> Problem details
Scan the entries for the word "frame". Every line that has it should be copied.

Given data Start Marker

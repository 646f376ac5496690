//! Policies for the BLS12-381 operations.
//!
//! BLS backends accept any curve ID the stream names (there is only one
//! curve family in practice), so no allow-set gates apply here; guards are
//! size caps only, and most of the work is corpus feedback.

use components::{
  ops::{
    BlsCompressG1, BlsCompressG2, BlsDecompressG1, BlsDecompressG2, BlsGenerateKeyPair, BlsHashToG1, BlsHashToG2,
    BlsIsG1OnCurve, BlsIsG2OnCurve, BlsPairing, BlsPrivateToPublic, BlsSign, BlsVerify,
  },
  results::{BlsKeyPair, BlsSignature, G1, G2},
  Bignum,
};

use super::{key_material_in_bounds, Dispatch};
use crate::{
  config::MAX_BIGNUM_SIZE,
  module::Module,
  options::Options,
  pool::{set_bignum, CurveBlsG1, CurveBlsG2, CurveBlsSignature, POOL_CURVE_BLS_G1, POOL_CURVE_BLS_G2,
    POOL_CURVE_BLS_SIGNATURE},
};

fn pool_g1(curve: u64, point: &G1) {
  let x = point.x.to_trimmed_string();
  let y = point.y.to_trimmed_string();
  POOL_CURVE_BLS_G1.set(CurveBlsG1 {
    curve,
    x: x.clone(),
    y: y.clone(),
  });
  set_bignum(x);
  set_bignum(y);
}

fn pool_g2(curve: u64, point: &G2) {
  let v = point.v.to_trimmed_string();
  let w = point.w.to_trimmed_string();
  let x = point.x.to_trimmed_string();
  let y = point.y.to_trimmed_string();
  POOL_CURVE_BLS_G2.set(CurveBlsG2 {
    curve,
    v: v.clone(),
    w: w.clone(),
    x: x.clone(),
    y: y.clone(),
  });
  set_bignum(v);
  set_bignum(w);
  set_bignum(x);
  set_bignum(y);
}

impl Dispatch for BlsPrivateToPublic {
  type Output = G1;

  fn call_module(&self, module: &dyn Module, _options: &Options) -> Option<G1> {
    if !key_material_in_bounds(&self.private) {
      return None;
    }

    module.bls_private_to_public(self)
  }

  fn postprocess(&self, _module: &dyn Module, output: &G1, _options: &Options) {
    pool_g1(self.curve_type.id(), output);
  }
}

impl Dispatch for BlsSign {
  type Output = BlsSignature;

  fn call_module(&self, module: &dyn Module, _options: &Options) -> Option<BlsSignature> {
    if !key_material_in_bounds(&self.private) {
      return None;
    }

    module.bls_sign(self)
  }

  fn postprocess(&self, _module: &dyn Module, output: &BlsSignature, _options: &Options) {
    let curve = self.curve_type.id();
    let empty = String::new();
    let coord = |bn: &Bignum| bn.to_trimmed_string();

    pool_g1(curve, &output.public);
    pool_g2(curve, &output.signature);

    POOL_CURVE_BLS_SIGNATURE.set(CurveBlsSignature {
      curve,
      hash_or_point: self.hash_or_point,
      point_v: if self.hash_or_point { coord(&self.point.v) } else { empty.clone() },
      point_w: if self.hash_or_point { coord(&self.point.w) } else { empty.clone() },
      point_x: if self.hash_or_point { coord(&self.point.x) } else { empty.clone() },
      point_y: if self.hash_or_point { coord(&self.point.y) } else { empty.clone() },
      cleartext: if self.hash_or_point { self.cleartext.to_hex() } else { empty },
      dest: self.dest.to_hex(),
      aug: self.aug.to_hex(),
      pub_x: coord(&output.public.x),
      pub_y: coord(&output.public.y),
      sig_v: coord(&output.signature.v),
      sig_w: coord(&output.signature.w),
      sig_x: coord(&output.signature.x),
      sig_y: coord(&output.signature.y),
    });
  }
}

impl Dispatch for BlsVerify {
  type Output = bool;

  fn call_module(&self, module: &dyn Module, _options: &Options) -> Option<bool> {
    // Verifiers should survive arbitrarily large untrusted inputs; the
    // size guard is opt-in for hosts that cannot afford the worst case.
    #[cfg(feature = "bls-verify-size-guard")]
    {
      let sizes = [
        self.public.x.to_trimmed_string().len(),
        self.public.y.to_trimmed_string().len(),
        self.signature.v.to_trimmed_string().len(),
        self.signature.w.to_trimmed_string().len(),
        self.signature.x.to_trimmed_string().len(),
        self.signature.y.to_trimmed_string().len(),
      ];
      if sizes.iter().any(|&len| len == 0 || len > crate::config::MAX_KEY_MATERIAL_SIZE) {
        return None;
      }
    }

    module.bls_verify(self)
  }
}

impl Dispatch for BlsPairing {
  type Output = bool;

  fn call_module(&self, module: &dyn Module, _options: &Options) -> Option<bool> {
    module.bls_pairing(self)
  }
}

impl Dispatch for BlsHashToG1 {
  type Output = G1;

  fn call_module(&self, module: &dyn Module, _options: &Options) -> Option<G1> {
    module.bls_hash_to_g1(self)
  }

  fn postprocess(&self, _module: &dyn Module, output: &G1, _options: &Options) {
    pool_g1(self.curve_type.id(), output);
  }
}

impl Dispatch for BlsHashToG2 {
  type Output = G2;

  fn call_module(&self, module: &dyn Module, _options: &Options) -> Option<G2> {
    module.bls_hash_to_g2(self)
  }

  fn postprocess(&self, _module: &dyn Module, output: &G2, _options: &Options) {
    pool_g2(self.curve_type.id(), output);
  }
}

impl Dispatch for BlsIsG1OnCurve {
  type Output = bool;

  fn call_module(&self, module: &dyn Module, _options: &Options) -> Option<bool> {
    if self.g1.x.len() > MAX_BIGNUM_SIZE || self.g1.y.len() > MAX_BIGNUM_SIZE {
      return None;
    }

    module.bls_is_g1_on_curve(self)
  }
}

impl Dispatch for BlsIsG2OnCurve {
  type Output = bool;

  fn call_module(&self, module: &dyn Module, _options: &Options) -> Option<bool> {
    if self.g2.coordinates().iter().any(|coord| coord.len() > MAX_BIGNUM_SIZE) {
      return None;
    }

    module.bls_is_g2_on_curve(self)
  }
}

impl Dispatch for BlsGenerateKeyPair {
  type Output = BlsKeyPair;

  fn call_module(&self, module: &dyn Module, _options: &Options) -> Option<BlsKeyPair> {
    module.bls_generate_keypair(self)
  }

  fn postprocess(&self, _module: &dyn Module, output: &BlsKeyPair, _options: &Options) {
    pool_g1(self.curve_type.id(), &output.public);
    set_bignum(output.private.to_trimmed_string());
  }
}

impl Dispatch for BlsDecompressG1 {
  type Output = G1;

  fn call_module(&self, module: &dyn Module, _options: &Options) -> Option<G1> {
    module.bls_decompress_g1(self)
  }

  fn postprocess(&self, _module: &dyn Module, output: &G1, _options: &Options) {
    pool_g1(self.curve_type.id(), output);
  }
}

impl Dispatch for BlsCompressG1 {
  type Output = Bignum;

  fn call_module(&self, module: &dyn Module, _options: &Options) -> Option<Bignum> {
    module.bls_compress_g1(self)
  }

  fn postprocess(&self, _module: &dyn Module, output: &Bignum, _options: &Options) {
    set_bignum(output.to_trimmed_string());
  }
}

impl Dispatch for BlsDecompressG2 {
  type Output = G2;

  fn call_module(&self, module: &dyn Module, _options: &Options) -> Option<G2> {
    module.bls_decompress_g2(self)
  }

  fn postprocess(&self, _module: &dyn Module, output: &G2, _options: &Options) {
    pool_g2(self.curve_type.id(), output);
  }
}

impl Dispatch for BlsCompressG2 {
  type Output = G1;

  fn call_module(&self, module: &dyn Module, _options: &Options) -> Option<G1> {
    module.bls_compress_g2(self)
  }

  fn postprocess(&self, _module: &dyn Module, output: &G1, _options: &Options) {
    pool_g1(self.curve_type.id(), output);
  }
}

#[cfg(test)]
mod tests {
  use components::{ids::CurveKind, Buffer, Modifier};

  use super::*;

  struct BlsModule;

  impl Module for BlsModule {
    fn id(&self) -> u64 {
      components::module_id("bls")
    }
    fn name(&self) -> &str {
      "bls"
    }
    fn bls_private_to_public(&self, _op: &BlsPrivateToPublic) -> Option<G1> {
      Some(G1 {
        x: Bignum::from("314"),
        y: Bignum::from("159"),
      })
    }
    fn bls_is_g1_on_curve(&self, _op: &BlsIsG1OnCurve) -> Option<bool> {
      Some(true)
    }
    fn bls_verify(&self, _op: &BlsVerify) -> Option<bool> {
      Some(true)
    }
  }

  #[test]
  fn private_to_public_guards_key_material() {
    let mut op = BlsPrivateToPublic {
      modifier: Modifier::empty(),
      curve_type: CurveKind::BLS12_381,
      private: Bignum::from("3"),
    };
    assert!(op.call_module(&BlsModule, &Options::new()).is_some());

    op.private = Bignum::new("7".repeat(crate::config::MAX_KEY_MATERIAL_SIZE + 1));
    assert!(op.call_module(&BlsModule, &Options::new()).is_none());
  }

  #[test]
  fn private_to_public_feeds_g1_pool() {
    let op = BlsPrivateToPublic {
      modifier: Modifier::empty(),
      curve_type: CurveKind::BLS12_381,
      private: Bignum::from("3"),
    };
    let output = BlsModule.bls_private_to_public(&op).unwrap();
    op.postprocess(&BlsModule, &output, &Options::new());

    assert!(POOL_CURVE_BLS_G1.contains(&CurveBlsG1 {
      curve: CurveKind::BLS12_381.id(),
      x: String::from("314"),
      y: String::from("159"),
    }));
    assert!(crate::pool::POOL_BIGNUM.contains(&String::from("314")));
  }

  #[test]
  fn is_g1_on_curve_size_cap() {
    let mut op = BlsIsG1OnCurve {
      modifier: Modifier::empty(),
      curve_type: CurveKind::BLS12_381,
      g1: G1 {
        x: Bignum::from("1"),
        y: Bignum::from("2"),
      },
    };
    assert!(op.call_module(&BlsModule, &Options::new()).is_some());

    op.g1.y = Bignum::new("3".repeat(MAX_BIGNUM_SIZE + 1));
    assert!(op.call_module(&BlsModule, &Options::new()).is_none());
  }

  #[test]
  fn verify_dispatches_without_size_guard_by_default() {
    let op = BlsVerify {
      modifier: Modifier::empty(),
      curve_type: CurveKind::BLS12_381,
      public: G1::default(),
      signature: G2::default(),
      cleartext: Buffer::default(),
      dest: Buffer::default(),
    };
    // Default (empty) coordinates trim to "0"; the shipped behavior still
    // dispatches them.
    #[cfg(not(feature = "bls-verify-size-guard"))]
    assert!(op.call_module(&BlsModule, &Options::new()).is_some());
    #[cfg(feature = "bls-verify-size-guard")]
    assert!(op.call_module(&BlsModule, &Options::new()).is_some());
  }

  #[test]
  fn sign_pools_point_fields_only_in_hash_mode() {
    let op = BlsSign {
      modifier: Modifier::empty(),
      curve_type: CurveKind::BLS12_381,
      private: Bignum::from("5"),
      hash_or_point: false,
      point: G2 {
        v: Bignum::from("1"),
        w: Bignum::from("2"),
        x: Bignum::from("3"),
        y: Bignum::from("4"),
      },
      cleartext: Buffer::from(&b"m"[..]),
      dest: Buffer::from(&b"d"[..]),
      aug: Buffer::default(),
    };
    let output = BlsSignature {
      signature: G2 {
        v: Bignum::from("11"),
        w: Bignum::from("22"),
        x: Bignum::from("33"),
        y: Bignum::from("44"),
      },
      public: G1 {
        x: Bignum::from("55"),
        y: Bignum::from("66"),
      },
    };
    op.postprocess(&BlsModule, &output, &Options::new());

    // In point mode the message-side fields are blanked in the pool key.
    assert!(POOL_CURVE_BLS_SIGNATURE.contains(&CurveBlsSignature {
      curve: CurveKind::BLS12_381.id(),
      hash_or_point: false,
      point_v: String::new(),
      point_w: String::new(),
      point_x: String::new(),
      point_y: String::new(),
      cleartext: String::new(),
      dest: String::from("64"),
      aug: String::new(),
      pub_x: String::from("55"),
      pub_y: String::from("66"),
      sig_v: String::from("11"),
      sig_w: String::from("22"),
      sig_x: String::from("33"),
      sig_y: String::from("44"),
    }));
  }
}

Given data End Marker
Given data Start Marker

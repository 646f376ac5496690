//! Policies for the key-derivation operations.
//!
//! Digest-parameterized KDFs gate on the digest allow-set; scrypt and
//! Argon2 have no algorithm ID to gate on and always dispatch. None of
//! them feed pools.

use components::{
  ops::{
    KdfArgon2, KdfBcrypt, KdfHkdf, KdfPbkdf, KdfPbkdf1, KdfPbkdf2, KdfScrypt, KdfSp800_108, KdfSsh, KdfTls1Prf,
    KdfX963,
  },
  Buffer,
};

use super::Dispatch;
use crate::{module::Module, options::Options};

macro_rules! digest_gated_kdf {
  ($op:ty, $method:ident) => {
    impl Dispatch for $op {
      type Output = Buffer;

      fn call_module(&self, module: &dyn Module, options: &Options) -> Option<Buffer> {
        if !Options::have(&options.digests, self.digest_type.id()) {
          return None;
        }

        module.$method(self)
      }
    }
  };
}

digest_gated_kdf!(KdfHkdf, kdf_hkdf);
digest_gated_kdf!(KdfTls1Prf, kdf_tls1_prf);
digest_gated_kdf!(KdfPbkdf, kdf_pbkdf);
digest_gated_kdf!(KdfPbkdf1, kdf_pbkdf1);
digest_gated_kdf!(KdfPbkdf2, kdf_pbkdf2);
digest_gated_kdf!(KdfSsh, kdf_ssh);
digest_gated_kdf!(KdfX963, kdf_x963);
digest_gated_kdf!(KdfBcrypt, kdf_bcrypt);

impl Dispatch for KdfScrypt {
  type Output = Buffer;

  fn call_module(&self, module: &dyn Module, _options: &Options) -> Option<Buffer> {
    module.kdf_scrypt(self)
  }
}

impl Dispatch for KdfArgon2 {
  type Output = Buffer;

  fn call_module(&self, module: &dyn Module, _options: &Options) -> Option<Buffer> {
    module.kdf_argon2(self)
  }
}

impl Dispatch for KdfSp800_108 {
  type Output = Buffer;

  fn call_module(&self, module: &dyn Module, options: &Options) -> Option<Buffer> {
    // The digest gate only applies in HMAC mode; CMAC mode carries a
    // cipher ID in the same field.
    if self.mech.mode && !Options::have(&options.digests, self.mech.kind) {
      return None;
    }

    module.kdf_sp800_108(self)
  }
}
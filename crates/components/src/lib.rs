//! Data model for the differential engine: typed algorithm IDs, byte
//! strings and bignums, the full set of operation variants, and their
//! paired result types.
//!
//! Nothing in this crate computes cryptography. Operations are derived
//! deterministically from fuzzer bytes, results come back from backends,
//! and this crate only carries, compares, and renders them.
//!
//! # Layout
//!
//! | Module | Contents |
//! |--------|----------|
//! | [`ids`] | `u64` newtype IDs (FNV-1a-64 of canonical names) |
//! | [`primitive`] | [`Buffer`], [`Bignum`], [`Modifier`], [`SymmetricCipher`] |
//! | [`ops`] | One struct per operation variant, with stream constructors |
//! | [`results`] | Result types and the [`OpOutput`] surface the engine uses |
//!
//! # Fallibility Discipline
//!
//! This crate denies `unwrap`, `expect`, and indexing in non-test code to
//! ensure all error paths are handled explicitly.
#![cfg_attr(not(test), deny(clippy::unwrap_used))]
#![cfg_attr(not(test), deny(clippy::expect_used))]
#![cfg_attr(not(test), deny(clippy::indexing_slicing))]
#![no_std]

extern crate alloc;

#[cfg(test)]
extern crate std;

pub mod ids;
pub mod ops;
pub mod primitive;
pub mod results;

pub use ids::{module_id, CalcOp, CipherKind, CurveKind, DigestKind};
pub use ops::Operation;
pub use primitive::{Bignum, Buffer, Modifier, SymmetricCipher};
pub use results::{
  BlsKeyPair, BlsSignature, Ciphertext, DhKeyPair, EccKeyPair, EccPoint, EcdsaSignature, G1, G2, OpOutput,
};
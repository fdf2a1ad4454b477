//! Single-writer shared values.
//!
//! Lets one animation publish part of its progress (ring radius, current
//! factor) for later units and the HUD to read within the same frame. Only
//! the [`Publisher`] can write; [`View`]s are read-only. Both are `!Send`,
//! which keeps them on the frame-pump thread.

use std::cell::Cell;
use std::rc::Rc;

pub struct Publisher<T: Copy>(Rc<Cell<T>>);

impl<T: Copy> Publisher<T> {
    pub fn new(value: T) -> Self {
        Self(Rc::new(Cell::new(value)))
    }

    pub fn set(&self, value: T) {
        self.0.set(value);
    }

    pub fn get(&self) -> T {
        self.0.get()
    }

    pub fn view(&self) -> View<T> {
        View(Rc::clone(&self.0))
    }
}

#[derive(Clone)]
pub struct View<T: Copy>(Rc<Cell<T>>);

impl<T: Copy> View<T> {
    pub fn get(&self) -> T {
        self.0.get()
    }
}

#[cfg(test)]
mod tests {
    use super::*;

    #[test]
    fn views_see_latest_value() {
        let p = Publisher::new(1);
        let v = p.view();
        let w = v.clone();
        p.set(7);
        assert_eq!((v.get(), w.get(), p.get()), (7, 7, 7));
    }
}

Given data End Marker

> Response to the task
//! factor) for later units and the HUD to read within the same frame. Only
//! which keeps them on the frame-pump thread.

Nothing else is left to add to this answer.